Cesare Cavalleri mercoledì 9 febbraio 2011
Il libro di Alessandro Trocino, Popstar della cultura (Fazi Editore, pp. 240, euro 18), è molto divertente e documentato. Contiene sei ritratti al vetriolo di altrettanti personaggi balzati al successo sull'onda di un consenso massmediale non proporzionato ai loro meriti: la schiera sarebbe ben più vasta, ma questi sei sono certamente rappresentativi.

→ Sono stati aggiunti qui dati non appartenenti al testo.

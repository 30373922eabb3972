// src/config/model.rs

use std::path::PathBuf;

use serde::Deserialize;

/// Top-level configuration as read from a TOML file, before validation.
///
/// All sections are optional; the defaults reproduce the conventional
/// layout:
///
/// ```toml
/// [paths]
/// source_root = "source"
/// public_root = "public"
///
/// [serve]
/// port = 8888
/// ws_port = 8080
///
/// [transform.scripts]
/// comments = false
/// ```
#[derive(Debug, Clone, Default, Deserialize)]
pub struct RawConfigFile {
    /// Runner behaviour from `[runtime]`.
    #[serde(default)]
    pub runtime: RuntimeSection,

    /// Source/destination layout from `[paths]`.
    #[serde(default)]
    pub paths: PathsSection,

    /// Per-transformer option records from `[transform.*]`.
    #[serde(default)]
    pub transform: TransformSection,

    /// Dev server + live reload options from `[serve]`.
    #[serde(default)]
    pub serve: ServeSection,
}

/// Validated configuration.
///
/// Obtained via `TryFrom<RawConfigFile>`; construction is the only place
/// semantic checks run, so holding a `ConfigFile` means the layout and
/// option values are sane.
#[derive(Debug, Clone)]
pub struct ConfigFile {
    pub runtime: RuntimeSection,
    pub paths: PathsSection,
    pub transform: TransformSection,
    pub serve: ServeSection,
}

impl ConfigFile {
    /// Construct without validation. Only `validate` should call this.
    pub(crate) fn new_unchecked(raw: RawConfigFile) -> Self {
        Self {
            runtime: raw.runtime,
            paths: raw.paths,
            transform: raw.transform,
            serve: raw.serve,
        }
    }
}

impl Default for ConfigFile {
    fn default() -> Self {
        Self::new_unchecked(RawConfigFile::default())
    }
}

/// `[runtime]` section.
#[derive(Debug, Clone, Deserialize)]
pub struct RuntimeSection {
    /// How many follow-up runs can pile up while a run is in flight.
    /// Re-saving a task that is already pending queues another follow-up
    /// run; past this limit the oldest pending runs merge together. The
    /// default of 1 gives plain trailing-edge re-triggering.
    #[serde(default = "default_queue_length")]
    pub queue_length: usize,
}

fn default_queue_length() -> usize {
    1
}

impl Default for RuntimeSection {
    fn default() -> Self {
        Self {
            queue_length: default_queue_length(),
        }
    }
}

/// `[paths]` section: symbolic asset category -> source glob + destination.
///
/// Source globs are relative to `source_root`; destination directories are
/// relative to `public_root`. Compiled templates land at the public root
/// itself.
#[derive(Debug, Clone, Deserialize)]
pub struct PathsSection {
    #[serde(default = "default_source_root")]
    pub source_root: PathBuf,

    #[serde(default = "default_public_root")]
    pub public_root: PathBuf,

    /// Source glob per category, from `[paths.source]`.
    #[serde(default)]
    pub source: SourceGlobs,

    /// Destination directory per category, from `[paths.public]`.
    #[serde(default)]
    pub public: PublicDirs,
}

fn default_source_root() -> PathBuf {
    PathBuf::from("source")
}

fn default_public_root() -> PathBuf {
    PathBuf::from("public")
}

impl Default for PathsSection {
    fn default() -> Self {
        Self {
            source_root: default_source_root(),
            public_root: default_public_root(),
            source: SourceGlobs::default(),
            public: PublicDirs::default(),
        }
    }
}

/// `[paths.source]` globs, relative to `source_root`.
#[derive(Debug, Clone, Deserialize)]
pub struct SourceGlobs {
    #[serde(default = "default_fonts_glob")]
    pub fonts: String,
    #[serde(default = "default_images_glob")]
    pub images: String,
    #[serde(default = "default_templates_glob")]
    pub templates: String,
    #[serde(default = "default_scripts_glob")]
    pub scripts: String,
    #[serde(default = "default_vendor_glob")]
    pub vendor: String,
    #[serde(default = "default_styles_glob")]
    pub styles: String,
}

fn default_fonts_glob() -> String {
    "fonts/**/*".to_string()
}
fn default_images_glob() -> String {
    "images/*".to_string()
}
fn default_templates_glob() -> String {
    "templates/*.md".to_string()
}
fn default_scripts_glob() -> String {
    "scripts/*.js".to_string()
}
fn default_vendor_glob() -> String {
    "scripts/vendor/*.js".to_string()
}
fn default_styles_glob() -> String {
    "styles/*.css".to_string()
}

impl Default for SourceGlobs {
    fn default() -> Self {
        Self {
            fonts: default_fonts_glob(),
            images: default_images_glob(),
            templates: default_templates_glob(),
            scripts: default_scripts_glob(),
            vendor: default_vendor_glob(),
            styles: default_styles_glob(),
        }
    }
}

/// `[paths.public]` destination directories, relative to `public_root`.
#[derive(Debug, Clone, Deserialize)]
pub struct PublicDirs {
    #[serde(default = "default_fonts_dir")]
    pub fonts: PathBuf,
    #[serde(default = "default_images_dir")]
    pub images: PathBuf,
    #[serde(default = "default_scripts_dir")]
    pub scripts: PathBuf,
    #[serde(default = "default_styles_dir")]
    pub styles: PathBuf,
}

fn default_fonts_dir() -> PathBuf {
    PathBuf::from("fonts")
}
fn default_images_dir() -> PathBuf {
    PathBuf::from("images")
}
fn default_scripts_dir() -> PathBuf {
    PathBuf::from("scripts")
}
fn default_styles_dir() -> PathBuf {
    PathBuf::from("styles")
}

impl Default for PublicDirs {
    fn default() -> Self {
        Self {
            fonts: default_fonts_dir(),
            images: default_images_dir(),
            scripts: default_scripts_dir(),
            styles: default_styles_dir(),
        }
    }
}

/// `[transform.*]` sections: fixed option records handed to the external
/// transformers unchanged.
#[derive(Debug, Clone, Default, Deserialize)]
pub struct TransformSection {
    #[serde(default)]
    pub templates: TemplateOptions,
    #[serde(default)]
    pub scripts: ScriptOptions,
    #[serde(default)]
    pub minify: MinifyOptions,
    #[serde(default)]
    pub html: HtmlOptions,
    #[serde(default)]
    pub images: ImageOptions,
}

/// Options for the template compiler (`[transform.templates]`).
#[derive(Debug, Clone, Deserialize)]
pub struct TemplateOptions {
    /// Smart punctuation (curly quotes, dashes).
    #[serde(default = "default_true")]
    pub smart_punctuation: bool,
    /// Table syntax support.
    #[serde(default = "default_true")]
    pub tables: bool,
    /// Footnote syntax support.
    #[serde(default)]
    pub footnotes: bool,
}

impl Default for TemplateOptions {
    fn default() -> Self {
        Self {
            smart_punctuation: true,
            tables: true,
            footnotes: false,
        }
    }
}

/// Options for the script transpiler (`[transform.scripts]`).
#[derive(Debug, Clone, Default, Deserialize)]
pub struct ScriptOptions {
    /// Keep comments in the transpiled output.
    #[serde(default)]
    pub comments: bool,
}

/// Options for the JS minifier (`[transform.minify]`).
#[derive(Debug, Clone, Deserialize)]
pub struct MinifyOptions {
    /// Rename variables to shorter identifiers.
    #[serde(default = "default_true")]
    pub mangle: bool,
}

impl Default for MinifyOptions {
    fn default() -> Self {
        Self { mangle: true }
    }
}

/// Options for the HTML minifier (`[transform.html]`).
#[derive(Debug, Clone, Deserialize)]
pub struct HtmlOptions {
    /// Collapse runs of whitespace between tags to a single space.
    #[serde(default = "default_true")]
    pub collapse_whitespace: bool,
}

impl Default for HtmlOptions {
    fn default() -> Self {
        Self {
            collapse_whitespace: true,
        }
    }
}

/// Options for the image optimizer (`[transform.images]`).
#[derive(Debug, Clone, Deserialize)]
pub struct ImageOptions {
    /// JPEG re-encode quality (1-100).
    #[serde(default = "default_jpeg_quality")]
    pub jpeg_quality: u8,
}

fn default_jpeg_quality() -> u8 {
    80
}

impl Default for ImageOptions {
    fn default() -> Self {
        Self {
            jpeg_quality: default_jpeg_quality(),
        }
    }
}

/// `[serve]` section: dev server + live reload.
#[derive(Debug, Clone, Deserialize)]
pub struct ServeSection {
    /// Static HTTP server port.
    #[serde(default = "default_port")]
    pub port: u16,

    /// WebSocket live-reload port.
    #[serde(default = "default_ws_port")]
    pub ws_port: u16,

    /// Inject CSS changes without a full page reload.
    #[serde(default = "default_true")]
    pub inject_changes: bool,

    /// Fixed watch debounce delay in milliseconds.
    #[serde(default = "default_debounce_ms")]
    pub debounce_ms: u64,
}

fn default_port() -> u16 {
    8888
}
fn default_ws_port() -> u16 {
    8080
}
fn default_debounce_ms() -> u64 {
    100
}

impl Default for ServeSection {
    fn default() -> Self {
        Self {
            port: default_port(),
            ws_port: default_ws_port(),
            inject_changes: true,
            debounce_ms: default_debounce_ms(),
        }
    }
}

fn default_true() -> bool {
    true
}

Il curriculum del pianista e compositore Giovanni Allevi è vivisezionato impietosamente, anche con citazioni da Avvenire. Il riccioluto personaggio è seguito passo passo dagli esordi nella scuderia di Jovanotti, poi abbandonata o dalla quale è stato scaricato, fino al concerto nell'aula del Senato; un percorso scandito da efficientissime operazioni di marketing, equilibristiche interviste, apoftegmi imbarazzanti.
Carlo Petrini, il fondatore di Slow Food, è tallonato nelle sue acrobazie di schieramento, dagli esordi nell'ultra sinistra ai recenti flirt con la Lega, e viene smantellata la sua filosofia bucolica alla Celentano, basata su osservazioni «scientifiche» fasulle, che portano acqua al mulino del business.

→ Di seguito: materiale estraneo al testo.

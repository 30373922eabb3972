// src/fs/mock.rs

//! In-memory filesystem used by unit tests.
//!
//! Stores `(contents, mtime)` per path; directories are implied by file
//! paths. Modification times are set explicitly by the test, which keeps
//! change-detection tests deterministic without sleeping.

use std::collections::HashMap;
use std::path::{Path, PathBuf};
use std::sync::Mutex;
use std::time::{Duration, SystemTime, UNIX_EPOCH};

use anyhow::{Result, anyhow};

use super::FileSystem;

#[derive(Debug, Default)]
pub struct MockFileSystem {
    files: Mutex<HashMap<PathBuf, (Vec<u8>, SystemTime)>>,
}

/// A deterministic mtime `secs` seconds past the epoch.
pub fn mtime_at(secs: u64) -> SystemTime {
    UNIX_EPOCH + Duration::from_secs(secs)
}

impl MockFileSystem {
    pub fn new() -> Self {
        Self::default()
    }

    /// Insert (or replace) a file with an explicit modification time.
    pub fn add_file(&self, path: impl Into<PathBuf>, contents: &[u8], mtime: SystemTime) {
        self.files
            .lock()
            .unwrap()
            .insert(path.into(), (contents.to_vec(), mtime));
    }

    /// Update only the modification time of an existing file.
    pub fn touch(&self, path: &Path, mtime: SystemTime) {
        if let Some(entry) = self.files.lock().unwrap().get_mut(path) {
            entry.1 = mtime;
        }
    }

    pub fn contents(&self, path: &Path) -> Option<Vec<u8>> {
        self.files.lock().unwrap().get(path).map(|(c, _)| c.clone())
    }
}

impl FileSystem for MockFileSystem {
    fn read(&self, path: &Path) -> Result<Vec<u8>> {
        self.contents(path)
            .ok_or_else(|| anyhow!("mock: no such file {:?}", path))
    }

    fn read_to_string(&self, path: &Path) -> Result<String> {
        let bytes = self.read(path)?;
        String::from_utf8(bytes).map_err(|e| anyhow!("mock: invalid utf-8 in {:?}: {e}", path))
    }

    fn write(&self, path: &Path, contents: &[u8]) -> Result<()> {
        self.add_file(path, contents, SystemTime::now());
        Ok(())
    }

    fn exists(&self, path: &Path) -> bool {
        self.is_file(path) || self.is_dir(path)
    }

    fn is_file(&self, path: &Path) -> bool {
        self.files.lock().unwrap().contains_key(path)
    }

    fn is_dir(&self, path: &Path) -> bool {
        let files = self.files.lock().unwrap();
        files.keys().any(|p| p.starts_with(path) && p != path)
    }

    fn modified(&self, path: &Path) -> Option<SystemTime> {
        self.files.lock().unwrap().get(path).map(|(_, t)| *t)
    }

    fn read_dir(&self, path: &Path) -> Result<Vec<PathBuf>> {
        let files = self.files.lock().unwrap();
        let mut entries: Vec<PathBuf> = Vec::new();

        for file in files.keys() {
            let Ok(rel) = file.strip_prefix(path) else {
                continue;
            };
            let Some(first) = rel.components().next() else {
                continue;
            };
            let entry = path.join(first.as_os_str());
            if !entries.contains(&entry) {
                entries.push(entry);
            }
        }

        Ok(entries)
    }

    fn remove_dir_all(&self, path: &Path) -> Result<()> {
        self.files.lock().unwrap().retain(|p, _| !p.starts_with(path));
        Ok(())
    }
}

#[cfg(test)]
mod tests {
    use super::*;

    #[test]
    fn read_dir_lists_immediate_children_once() {
        let fs = MockFileSystem::new();
        fs.add_file("src/a/x.css", b"x", mtime_at(1));
        fs.add_file("src/a/y.css", b"y", mtime_at(1));
        fs.add_file("src/b.css", b"b", mtime_at(1));

        let mut entries = fs.read_dir(Path::new("src")).unwrap();
        entries.sort();
        assert_eq!(
            entries,
            vec![PathBuf::from("src/a"), PathBuf::from("src/b.css")]
        );
        assert!(fs.is_dir(Path::new("src/a")));
        assert!(fs.is_file(Path::new("src/b.css")));
    }

    #[test]
    fn remove_dir_all_drops_subtree() {
        let fs = MockFileSystem::new();
        fs.add_file("pub/styles/site.css", b"", mtime_at(1));
        fs.add_file("src/site.css", b"", mtime_at(1));

        fs.remove_dir_all(Path::new("pub")).unwrap();
        assert!(!fs.exists(Path::new("pub/styles/site.css")));
        assert!(fs.exists(Path::new("src/site.css")));
    }
}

Beppe Grillo «deride, sbeffeggia, addita, insulta, denigra, deforma. Sempre con un ghigno sulle labbra, lo sguardo fiero e sprezzante di chi esibisce una superiorità morale, la voce tonitruante di chi esige di essere dalla parte della ragione». In effetti, le citazioni contenute nel libro sono francamente rivoltanti, e Trocino ha buon gioco nello stigmatizzare il comportamento dell'ex comico diventato imbonitore, che evita ogni confronto trincerandosi nel suo blog, e che ormai è stato sgombrato perfino da Di Pietro.
Mauro Corona, lo scrittore tagliaboschi che si esibisce nei talk show televisivi con l'aura del buon selvaggio, è restituito alla sua statura di macchietta. E trattamento non migliore tocca al vegliardo Andrea Camilleri che, dopo una gavetta pluridecennale negli uffici della Rai a cucinare Il tenente Sheridan e Il commissario Maigret, è balzato settantenne alla notorietà, prima osannato dalla critica, e poi giustamente demolito per la sua fasulla sicilianitudine linguistica e per la serialità delle sue sfilacciate. Insopportabili, poi, le sue recenti invettive politiche, snobbate anch'esse dal solito Di Pietro.
Ma il trattamento più ampio e particolareggiato è riservato a Roberto Saviano. Trocino riconosce pienamente il valore di Gomorra, «un'opera che ha meritoriamente attirato l'attenzione sull'urgenza della lotta contro la criminalità organizzata. Un'opera che ha svelato i meccanismi globali, economici e sociali della camorra. Un'opera che ha saputo dare corpo a una militanza che non è una diminutio definire anche e soprattutto letteraria». Ma è come se lo straordinario e sacrosanto successo abbia dato alla testa del giovane autore, il quale si è messo a pontificare in un allarmante crescendo, fino a Vieni via con me, la trasmissione che il critico televisivo del Corriere, Aldo Grasso, ha giustamente definito «il calco di una cerimonia religiosa, di una messa, di una funzione liturgica».
«Sovradeterminato dalla Causa che rappresenta e incarna», Saviano è abusivamente subentrato a Pasolini, un'icona presenzialista che addirittura si sente in obbligo di scrivere una lettera di retorico patetismo per la tragica morte di Pietro Taricone. E Saviano è sulla strada per restare autore unius libri: «Bisognerebbe, forse, leggere di più Gomorra e ascoltare di meno Saviano», è la conclusione.
Ma tutto questo accanimento contro «le popstar della cultura», dove conduce se Trocino riconosce che esse sono lo specchio fedele di «un Paese che preferisce nutrirsi di uno stato di indignazione permanente, piuttosto che provare a cambiare lo stato delle cose»? Cambieranno, dopo questo libro, le cose?